Everything That's Wrong With "Emily In Paris" According To An Actual French Person
First off, we're not *that* mean!
Hi! I'm Marie, I'm French, I live in Paris, and I'm here to talk to you about Emily in Paris.
By now the whole world has seemingly watched Netflix's new show about an American girl's adventures in France.
If you haven't, it's the story of Emily, a twentysomething from Chicago who loves jogging, bright colors, and her Cubs-obsessed, bro-ey boyfriend. One day her job sends her to Paris, where she discovers la joie de vivre.
So I thought I'd set a few things straight and share everything that is wrong with Emily in Paris. (Which, for the record, I actually enjoyed in all its ridiculousness!!)
Even if the show is so unrealistic that it makes Mary-Kate and Ashley Olsen's classic 1999 masterpiece, Passport to Paris, look like a gritty documentary.
1. First off, what is this nonsense about Emmanuel Macron being "hot"??
I'm not here to yuck anybody's yum, but I encourage anyone who believes Macron to be hot to watch this speech and report back. But let's move on.
2. Early on, we're told that Emily's new apartment is a chambre de bonne.
That's what we call the old, tiny maid's quarters in Parisian buildings that were later turned into tiny studios (usually for students).

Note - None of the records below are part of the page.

//! Converters for the native types which have a direct token equivalent

use super::{extended, TokenConverter};
use crate::{
    bson::Bson,
    reader::{ReaderError, TokenReader},
    token::{TokenType, TokenValue},
    writer::{TokenWriter, WriterError},
};

/// Converter for booleans
#[derive(Debug)]
pub struct BooleanConverter;

/// Converter for 32-bit integers
///
/// Integers outside of the `i32` range are a format error.
#[derive(Debug)]
pub struct Int32Converter;

/// Converter for 64-bit integers
#[derive(Debug)]
pub struct Int64Converter;

/// Converter for floating point numbers
///
/// Integers are accepted as well and converted to `f64`.
#[derive(Debug)]
pub struct DoubleConverter;

impl TokenConverter for BooleanConverter {
    type Value = bool;

    fn read_token_value<R: TokenReader + ?Sized>(
        &self,
        reader: &mut R,
    ) -> Result<Option<bool>, ReaderError> {
        if let Some(Bson::Boolean(b)) = reader.native_value() {
            return Ok(Some(*b));
        }
        match (reader.token_type(), reader.value()) {
            (TokenType::Null, _) => Ok(None),
            (TokenType::Boolean, Some(TokenValue::Boolean(b))) => Ok(Some(*b)),
            (actual, _) => Err(ReaderError::unexpected_token("boolean", actual)),
        }
    }

    fn write_token_value<W: TokenWriter + ?Sized>(
        &self,
        writer: &mut W,
        value: Option<&bool>,
    ) -> Result<(), WriterError> {
        match value {
            Some(b) => writer.write_boolean(*b),
            None => writer.write_null(),
        }
    }
}

impl TokenConverter for Int32Converter {
    type Value = i32;

    fn read_token_value<R: TokenReader + ?Sized>(
        &self,
        reader: &mut R,
    ) -> Result<Option<i32>, ReaderError> {
        if let Some(Bson::Int32(i)) = reader.native_value() {
            return Ok(Some(*i));
        }
        match reader.token_type() {
            TokenType::Null => Ok(None),
            TokenType::Integer => {
                let value = extended::current_integer(reader)?;
                i32::try_from(value).map(Some).map_err(|_| {
                    ReaderError::invalid_value(format!("{value} is out of range for int32"))
                })
            }
            actual => Err(ReaderError::unexpected_token("int32", actual)),
        }
    }

    fn write_token_value<W: TokenWriter + ?Sized>(
        &self,
        writer: &mut W,
        value: Option<&i32>,
    ) -> Result<(), WriterError> {
        match value {
            Some(i) => writer.write_int32(*i),
            None => writer.write_null(),
        }
    }
}

impl TokenConverter for Int64Converter {
    type Value = i64;

    fn read_token_value<R: TokenReader + ?Sized>(
        &self,
        reader: &mut R,
    ) -> Result<Option<i64>, ReaderError> {
        match reader.native_value() {
            Some(Bson::Int64(i)) => return Ok(Some(*i)),
            Some(Bson::Int32(i)) => return Ok(Some((*i).into())),
            _ => {}
        }
        match reader.token_type() {
            TokenType::Null => Ok(None),
            TokenType::Integer => extended::current_integer(reader).map(Some),
            actual => Err(ReaderError::unexpected_token("int64", actual)),
        }
    }

    fn write_token_value<W: TokenWriter + ?Sized>(
        &self,
        writer: &mut W,
        value: Option<&i64>,
    ) -> Result<(), WriterError> {
        match value {
            Some(i) => writer.write_int64(*i),
            None => writer.write_null(),
        }
    }
}

impl TokenConverter for DoubleConverter {
    type Value = f64;

    fn read_token_value<R: TokenReader + ?Sized>(
        &self,
        reader: &mut R,
    ) -> Result<Option<f64>, ReaderError> {
        if let Some(Bson::Double(f)) = reader.native_value() {
            return Ok(Some(*f));
        }
        match reader.token_type() {
            TokenType::Null => Ok(None),
            TokenType::Integer | TokenType::Float => extended::current_float(reader).map(Some),
            actual => Err(ReaderError::unexpected_token("double", actual)),
        }
    }

    fn write_token_value<W: TokenWriter + ?Sized>(
        &self,
        writer: &mut W,
        value: Option<&f64>,
    ) -> Result<(), WriterError> {
        match value {
            Some(f) => writer.write_double(*f),
            None => writer.write_null(),
        }
    }
}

THIS is a chambre de bonne:
Note how the shower is located right next to the kitchen space, which only includes two burner plates, a mini fridge, and a sink (where you probably also have to brush your teeth). I'm assuming the bathroom is in the hallway and you have to share it with several other renters — which is fairly common for chambres de bonne.
3. Sure, Paris is filled with love and beauty. It's also often gross and exhausting.
4. No vibrator, no matter how powerful, would blow out the fuse of an entire Parisian neighborhood.
Our power system is equipped to handle all sorts of equipment.
5. This might come as a shock, but we actually work and are expected to come to the office on time.
6. While we're talking infrastructure: No, our plumbing isn't "500 years old. Literally."
Most buildings in Paris aren't even 200 years old, and believe it or not, we've updated a few things throughout the years. We even have drinking water coming out of those pipes!
8. I may be biased here, but hear me out: We're not mean!
If Emily wants people to be kind to her, maybe she should learn a little about local customs and basic manners. If you come into a store, don't bother to say "Bonjour," and start talking in English right away, people might not take it super well. It wouldn't cross my mind, for instance, to go into an office or a bakery in the US, start speaking French, and lecture people on how we do it back home, expecting them to engage.
9. And an entire office wouldn't start calling you la plouc because you rub them the wrong way.
At least, not to your face. That's just cruel.
10. Contrary to what the show would have you believe, older Frenchwomen don't go around screaming at and scheming against young American women.
I don't know why they decided to make a hag out of every mature Frenchwoman on the show, but it really got on my nerves. I shouldn't even have to write this, but Frenchwomen, no matter their age, aren't all mean, jealous, and anti-feminist.
12. I'm sorry, but European cities weren't built with American tourists in mind.
They aren't laid out as a grid — they're the result of thousands of years of history. Maybe Emily shouldn't go around the world expecting things to be organized for her convenience and according to her rules? (Sorry, I'm getting kind of salty here, and you're probably thinking that French people really are as mean in reality as they are in the show. And maybe we actually are. ¯\_(ツ)_/¯)
13. You don't have to wear a beret when you're in France.
I just want to make this clear, because I've seen many Americans on Instagram wearing one during their Euro trip: This is not how you fit in or look like a local. Quite the opposite, actually.
15. This isn't France-related, but in what world would anyone gain thousands of Instagram followers over a few weeks simply by posting basic-ass selfies?
Just saying.
17. Le Café de Flore hasn't been cool in over 40 years.
It's just an overpriced tourist trap.
18. You don't need to go to Ralph Lauren's restaurant to get a good cheeseburger in Paris.
We're surrounded by burger spots. You could eat a burger every day for a year in Paris and never have to get it twice from the same place.
19. And never in my 32 years of being French have I heard about this rule.
I imagine I'm not sophisticated enough.
21. The sex clichés are ridiculous.
The show is a catalog of clichés about French people's relationship with sex. Apparently our men never get tired of having sex and everyone has a (married) lover — and the wife knows and approves??
24. And finally, I just want to say that the real villain of this story isn't Emily's boss or her mean super, but Emily herself.
Giving out backhanded compliments to perfectly nice people and [SPOILER ALERT] sleeping with both the brother AND the boyfriend of the one French girl who's super friendly to her!